Search the records for the string "BadRequest" and copy every line in which it appears.

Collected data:
————

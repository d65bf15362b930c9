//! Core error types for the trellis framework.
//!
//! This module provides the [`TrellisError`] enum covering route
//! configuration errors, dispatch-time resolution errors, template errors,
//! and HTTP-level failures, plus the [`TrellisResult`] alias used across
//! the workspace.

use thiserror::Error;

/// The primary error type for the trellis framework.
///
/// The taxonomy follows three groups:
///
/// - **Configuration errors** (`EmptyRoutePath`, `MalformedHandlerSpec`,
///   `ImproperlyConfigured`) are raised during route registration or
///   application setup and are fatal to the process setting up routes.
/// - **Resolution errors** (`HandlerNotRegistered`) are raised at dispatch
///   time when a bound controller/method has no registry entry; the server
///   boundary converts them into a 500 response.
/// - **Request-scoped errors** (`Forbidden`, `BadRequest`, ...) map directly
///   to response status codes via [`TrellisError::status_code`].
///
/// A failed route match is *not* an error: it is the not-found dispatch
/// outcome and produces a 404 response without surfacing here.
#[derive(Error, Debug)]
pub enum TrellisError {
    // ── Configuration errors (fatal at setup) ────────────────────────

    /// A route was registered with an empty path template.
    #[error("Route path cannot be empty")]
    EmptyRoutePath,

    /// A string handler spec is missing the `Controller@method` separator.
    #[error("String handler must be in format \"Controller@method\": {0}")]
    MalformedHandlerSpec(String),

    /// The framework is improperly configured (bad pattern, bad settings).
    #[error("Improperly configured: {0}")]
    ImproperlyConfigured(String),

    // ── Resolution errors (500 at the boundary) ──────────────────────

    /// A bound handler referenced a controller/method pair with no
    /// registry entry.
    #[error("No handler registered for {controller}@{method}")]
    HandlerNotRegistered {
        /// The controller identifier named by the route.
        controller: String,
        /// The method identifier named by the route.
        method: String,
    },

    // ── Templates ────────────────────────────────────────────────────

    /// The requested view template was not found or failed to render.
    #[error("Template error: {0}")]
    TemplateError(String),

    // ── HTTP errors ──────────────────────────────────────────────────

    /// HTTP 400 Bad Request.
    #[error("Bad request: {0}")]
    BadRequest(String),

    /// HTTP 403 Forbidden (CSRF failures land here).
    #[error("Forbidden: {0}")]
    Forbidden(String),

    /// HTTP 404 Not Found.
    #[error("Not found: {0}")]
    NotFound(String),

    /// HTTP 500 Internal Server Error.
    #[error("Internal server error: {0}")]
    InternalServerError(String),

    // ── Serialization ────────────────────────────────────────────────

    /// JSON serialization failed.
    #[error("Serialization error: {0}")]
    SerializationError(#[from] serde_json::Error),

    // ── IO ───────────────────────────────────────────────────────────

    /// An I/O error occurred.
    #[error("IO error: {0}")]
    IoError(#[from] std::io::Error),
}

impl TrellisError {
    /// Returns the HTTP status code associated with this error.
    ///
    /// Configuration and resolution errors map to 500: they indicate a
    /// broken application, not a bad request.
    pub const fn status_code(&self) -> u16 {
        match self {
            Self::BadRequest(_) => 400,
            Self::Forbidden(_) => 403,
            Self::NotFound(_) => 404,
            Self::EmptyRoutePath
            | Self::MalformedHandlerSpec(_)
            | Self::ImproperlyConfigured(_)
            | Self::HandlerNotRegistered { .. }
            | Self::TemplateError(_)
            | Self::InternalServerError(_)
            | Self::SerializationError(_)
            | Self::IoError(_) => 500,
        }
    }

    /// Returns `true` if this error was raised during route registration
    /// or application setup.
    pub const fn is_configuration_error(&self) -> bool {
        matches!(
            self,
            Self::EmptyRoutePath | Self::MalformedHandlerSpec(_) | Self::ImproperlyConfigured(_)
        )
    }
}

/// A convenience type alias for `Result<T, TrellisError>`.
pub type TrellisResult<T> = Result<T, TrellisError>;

————

* Response box *
/// - **Request-scoped errors** (`Forbidden`, `BadRequest`, ...) map directly
    BadRequest(String),
            Self::BadRequest(_) => 400,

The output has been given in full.